I wasn’t surprised when we went inside and Justine’s was the first face I recognized. It was a little unorthodox for a divorce lawyer to hang out socially with a client, but Justine followed her own rules. She sat next to Carly at Lucie’s favorite booth. Lucie stood beside it, bouncing her seven-month-old, Mia, in her arms. On the other side of the booth, her back to us but her petite size and shiny, dark bun unmistakable?—

“What’s Bridget doing here?” The truth started to dawn on me, and I didn’t like it. “We’re not here to talk about your divorce, are we?” Bridget was my friend. We were here to talk about my problems. Ice swept out to my extremities.

“Not exactly.” Savannah’s grip turned to steel as she towed me toward the booth.

I’d been perfectly fine with having a come-to-Jesus conversation when Carly had her head in her ass about Andrew. But this was different. It was business, despite the fact that Oliver and I had been fucking. “I don’t want?—”

“Tessa.” She pulled me to a stop. “This is what friends do. We talk. And you need to talk.”

“No, I don’t.” But I let her tug me toward the booth.

Carly stood and held out her arms. I gave her a small nod, and she folded me into her embrace. “Sorry about this,” she whispered in my ear, “but you need us.”

“Do I? Or is it time to find new friends?”

Lucie snorted. “Like you could find friends as awesome as us. I’m going to hand off Mia to her grandma and get us a pitcher of margaritas. Don’t start without me.” She walked away.

Justine scooted out of the booth and touched my shoulder. “Savannah said you need all your friends right now. I’m glad you called on us.”

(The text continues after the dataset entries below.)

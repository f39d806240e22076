// SPDX-License-Identifier: MIT
// Copyright 2026 Roland Dreier <roland@kernel.org>

//! Walkroute: walking route recommendations and live walk tracking
//!
//! This crate provides the backend API that recommends family walks
//! matching a user's preferences and records walks as they happen.

pub mod config;
pub mod db;
pub mod error;
pub mod geo_math;
pub mod middleware;
pub mod models;
pub mod routes;
pub mod services;
pub mod time_utils;

use config::Config;
use db::DataStore;
use services::{
    CompletionService, DeviceFeed, FavoritesService, PoiService, PreferenceService,
    RecommendationService, RouteCatalog, TrackingService,
};
use std::sync::Arc;

/// Shared application state.
pub struct AppState {
    pub config: Config,
    pub store: DataStore,
    pub catalog: RouteCatalog,
    pub pois: PoiService,
    pub completions: CompletionService,
    pub preferences: PreferenceService,
    pub recommendations: RecommendationService,
    pub favorites: FavoritesService,
    pub tracking: TrackingService,
    /// Where uploaded device positions and step counts are published
    pub device_feed: Arc<DeviceFeed>,
}

impl AppState {
    /// Wire up every service on top of `store`.
    pub fn new(config: Config, store: DataStore) -> Self {
        let device_feed = Arc::new(DeviceFeed::new());
        let catalog = RouteCatalog::new(store.clone());
        let pois = PoiService::new(store.clone());
        let completions = CompletionService::new(store.clone(), catalog.clone());
        let preferences = PreferenceService::new(store.clone());
        let recommendations = RecommendationService::new(
            store.clone(),
            preferences.clone(),
            config.walking_speed_kmh,
        );
        let favorites = FavoritesService::new(store.clone());
        let tracking = TrackingService::new(
            store.clone(),
            device_feed.clone(),
            device_feed.clone(),
            config.watch_options(),
            config.persist_track_points,
        );

        Self {
            config,
            store,
            catalog,
            pois,
            completions,
            preferences,
            recommendations,
            favorites,
            tracking,
            device_feed,
        }
    }
}
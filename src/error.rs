// SPDX-License-Identifier: MIT
// Copyright 2026 Roland Dreier <roland@rolandd.dev>

//! Application error types with consistent API responses.

use crate::db::StoreError;
use crate::services::TrackingError;
use axum::{
    http::StatusCode,
    response::{IntoResponse, Response},
    Json,
};
use serde::Serialize;

/// Application error type that converts to HTTP responses.
#[derive(Debug, thiserror::Error)]
pub enum AppError {
    #[error("Authentication required")]
    Unauthorized,

    #[error("Resource not found: {0}")]
    NotFound(String),

    #[error("Invalid request: {0}")]
    BadRequest(String),

    #[error(transparent)]
    Tracking(#[from] TrackingError),

    #[error("Data store error: {0}")]
    Store(#[from] StoreError),

    #[error("Internal server error: {0}")]
    Internal(#[from] anyhow::Error),
}

/// JSON error response body
#[derive(Serialize)]
struct ErrorResponse {
    error: String,
    #[serde(skip_serializing_if = "Option::is_none")]
    details: Option<String>,
}

impl IntoResponse for AppError {
    fn into_response(self) -> Response {
        let (status, error, details) = match &self {
            AppError::Unauthorized => (StatusCode::UNAUTHORIZED, "unauthorized", None),
            AppError::NotFound(msg) => (StatusCode::NOT_FOUND, "not_found", Some(msg.clone())),
            AppError::BadRequest(msg) => {
                (StatusCode::BAD_REQUEST, "bad_request", Some(msg.clone()))
            }
            AppError::Tracking(err) => match err {
                TrackingError::AlreadyActive => (StatusCode::CONFLICT, "already_active", None),
                TrackingError::NoActiveSession => {
                    (StatusCode::CONFLICT, "no_active_session", None)
                }
                TrackingError::SessionStillActive => {
                    (StatusCode::CONFLICT, "session_active", None)
                }
                TrackingError::LocationUnsupported => (
                    StatusCode::UNPROCESSABLE_ENTITY,
                    "location_unsupported",
                    None,
                ),
                TrackingError::SessionCreateFailed(e) => {
                    tracing::error!(error = %e, "Session create failed");
                    (
                        StatusCode::SERVICE_UNAVAILABLE,
                        "session_create_failed",
                        None,
                    )
                }
                TrackingError::DataUnavailable(e) => {
                    tracing::error!(error = %e, "Tracking data unavailable");
                    (StatusCode::SERVICE_UNAVAILABLE, "data_unavailable", None)
                }
            },
            AppError::Store(StoreError::NotFound { collection, id }) => (
                StatusCode::NOT_FOUND,
                "not_found",
                Some(format!("{}/{}", collection, id)),
            ),
            AppError::Store(err) => {
                tracing::error!(error = %err, "Data store error");
                (StatusCode::SERVICE_UNAVAILABLE, "data_unavailable", None)
            }
            AppError::Internal(err) => {
                tracing::error!(error = %err, "Internal server error");
                (StatusCode::INTERNAL_SERVER_ERROR, "internal_error", None)
            }
        };

        let body = ErrorResponse {
            error: error.to_string(),
            details,
        };

        (status, Json(body)).into_response()
    }
}

/// Result type alias for handlers
pub type Result<T> = std::result::Result<T, AppError>;
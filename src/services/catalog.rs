// SPDX-License-Identifier: MIT
// Copyright 2026 Roland Dreier <roland@rolandd.dev>

//! Route and point-of-interest catalogs: lookup and startup seeding.

use crate::db::{collections, DataStore, Filter, StoreError};
use crate::models::{PointOfInterest, RouteCandidate};
use serde::de::DeserializeOwned;
use serde::Serialize;
use std::path::Path;

#[derive(Debug, thiserror::Error)]
pub enum CatalogError {
    #[error("Failed to read {path}: {source}")]
    Io {
        path: String,
        source: std::io::Error,
    },

    #[error("Invalid catalog file: {0}")]
    Parse(#[from] serde_json::Error),

    #[error(transparent)]
    Store(#[from] StoreError),
}

/// Read access to the `routes` collection.
#[derive(Clone)]
pub struct RouteCatalog {
    store: DataStore,
}

impl RouteCatalog {
    pub fn new(store: DataStore) -> Self {
        Self { store }
    }

    /// One route by ID, unannotated.
    pub async fn get_route(&self, route_id: &str) -> Result<Option<RouteCandidate>, StoreError> {
        self.store
            .find_one(collections::ROUTES, &Filter::all().eq("id", route_id))
            .await
    }
}

fn load_json<T: DeserializeOwned>(path: &Path) -> Result<Vec<T>, CatalogError> {
    let content = std::fs::read_to_string(path).map_err(|source| CatalogError::Io {
        path: path.display().to_string(),
        source,
    })?;
    Ok(serde_json::from_str(&content)?)
}

/// Load a JSON array of routes from disk.
pub fn load_from_file(path: impl AsRef<Path>) -> Result<Vec<RouteCandidate>, CatalogError> {
    load_json(path.as_ref())
}

/// Load a JSON array of points of interest from disk.
pub fn load_pois_from_file(path: impl AsRef<Path>) -> Result<Vec<PointOfInterest>, CatalogError> {
    load_json(path.as_ref())
}

/// Insert `routes` when the catalog is empty. Returns how many were written.
pub async fn seed_if_empty(
    store: &DataStore,
    routes: &[RouteCandidate],
) -> Result<usize, CatalogError> {
    seed_collection(store, collections::ROUTES, routes).await
}

/// Insert `pois` when no point of interest is stored yet.
pub async fn seed_pois_if_empty(
    store: &DataStore,
    pois: &[PointOfInterest],
) -> Result<usize, CatalogError> {
    seed_collection(store, collections::POINTS_OF_INTEREST, pois).await
}

async fn seed_collection<T: Serialize + DeserializeOwned>(
    store: &DataStore,
    collection: &str,
    items: &[T],
) -> Result<usize, CatalogError> {
    let existing = store.get(collection, &Filter::all().limit(1)).await?;
    if !existing.is_empty() {
        tracing::debug!(collection, "Collection already populated, skipping seed");
        return Ok(0);
    }

    for item in items {
        store.insert_as(collection, item).await?;
    }

    tracing::info!(collection, count = items.len(), "Seeded collection");
    Ok(items.len())
}
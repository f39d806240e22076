// SPDX-License-Identifier: MIT
// Copyright 2026 Roland Dreier <roland@rolandd.dev>

use axum::body::Body;
use axum::http::{header, Request};
use std::sync::Arc;
use walkroute::config::Config;
use walkroute::db::DataStore;
use walkroute::middleware::auth::create_jwt;
use walkroute::routes::create_router;
use walkroute::services::catalog;
use walkroute::AppState;

/// Check if emulator is available via environment variable.
#[allow(dead_code)]
pub fn emulator_available() -> bool {
    std::env::var("FIRESTORE_EMULATOR_HOST").is_ok()
}

/// Skip test with message if emulator not available.
#[macro_export]
macro_rules! require_emulator {
    () => {
        if !crate::common::emulator_available() {
            eprintln!("⚠️  Skipping: FIRESTORE_EMULATOR_HOST not set");
            return;
        }
    };
}

/// Create a test database connection.
#[allow(dead_code)]
pub async fn test_db() -> DataStore {
    DataStore::firestore("test-project")
        .await
        .expect("Failed to connect to Firestore emulator")
}

/// The six bundled Paris routes, in file order.
#[allow(dead_code)]
pub fn seed_routes() -> Vec<walkroute::models::RouteCandidate> {
    catalog::load_from_file(concat!(env!("CARGO_MANIFEST_DIR"), "/data/seed_routes.json"))
        .expect("Failed to load seed routes")
}

/// In-memory store pre-loaded with the seed routes and points of interest.
#[allow(dead_code)]
pub async fn seeded_store() -> DataStore {
    let store = DataStore::in_memory();
    catalog::seed_if_empty(&store, &seed_routes())
        .await
        .expect("Failed to seed routes");
    let pois = catalog::load_pois_from_file(concat!(
        env!("CARGO_MANIFEST_DIR"),
        "/data/seed_pois.json"
    ))
    .expect("Failed to load seed points of interest");
    catalog::seed_pois_if_empty(&store, &pois)
        .await
        .expect("Failed to seed points of interest");
    store
}

/// Create a test app on a seeded in-memory store.
/// Returns the router and the shared state.
#[allow(dead_code)]
pub async fn create_test_app() -> (axum::Router, Arc<AppState>) {
    let state = Arc::new(AppState::new(Config::test_default(), seeded_store().await));
    (create_router(state.clone()), state)
}

/// Create a session token the auth middleware accepts.
#[allow(dead_code)]
pub fn create_test_jwt(user_id: &str, signing_key: &[u8]) -> String {
    create_jwt(user_id, signing_key).expect("Failed to create JWT")
}

/// Authenticated request with an optional JSON body.
#[allow(dead_code)]
pub fn authed_request(
    method: &str,
    uri: &str,
    token: &str,
    body: Option<serde_json::Value>,
) -> Request<Body> {
    let builder = Request::builder()
        .method(method)
        .uri(uri)
        .header(header::AUTHORIZATION, format!("Bearer {}", token));

    match body {
        Some(json) => builder
            .header(header::CONTENT_TYPE, "application/json")
            .body(Body::from(json.to_string()))
            .unwrap(),
        None => builder.body(Body::empty()).unwrap(),
    }
}

/// Read a JSON response body.
#[allow(dead_code)]
pub async fn json_body(response: axum::response::Response) -> serde_json::Value {
    let bytes = axum::body::to_bytes(response.into_body(), 1024 * 1024)
        .await
        .expect("Failed to read body");
    serde_json::from_slice(&bytes).expect("Body is not JSON")
}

“I didn’t,” I grumbled. “But I’m glad you came. You can inject some logic into the conversation.” She’d be on my side.

Bridget clenched my hand. “Et tu, Brute?” I said.

“I feel bad about being the one to introduce you to Maya Perrell. I’m so sorry it all went to shit.” Her blue eyes shone.

“You had no way of knowing it was a setup. But I can’t believe you agreed to be part of this.” I waved at the circle of women.

She tipped her head. “I’m always going to show up when you need me. That’s what friends do. I wish you called for help more often.”

“I didn’t. I don’t need this.”

“Don’t you?” Lucie thumped a heavy tray on the table. It held a pitcher of margaritas, a stack of lowball glasses, a bottle of top-shelf tequila, a bowl of lime wedges, and a saltshaker.

I leaned a hip against the booth’s worn upholstery. “My god. Are we going to need all that?”

“I’m being prepared.” She splashed tequila into six glasses and handed me the saltshaker. “Let’s get started.”

I waved off the salt. “I’m driving.”

“Danny’s brother Leo will drive you home in your car. Now drink.”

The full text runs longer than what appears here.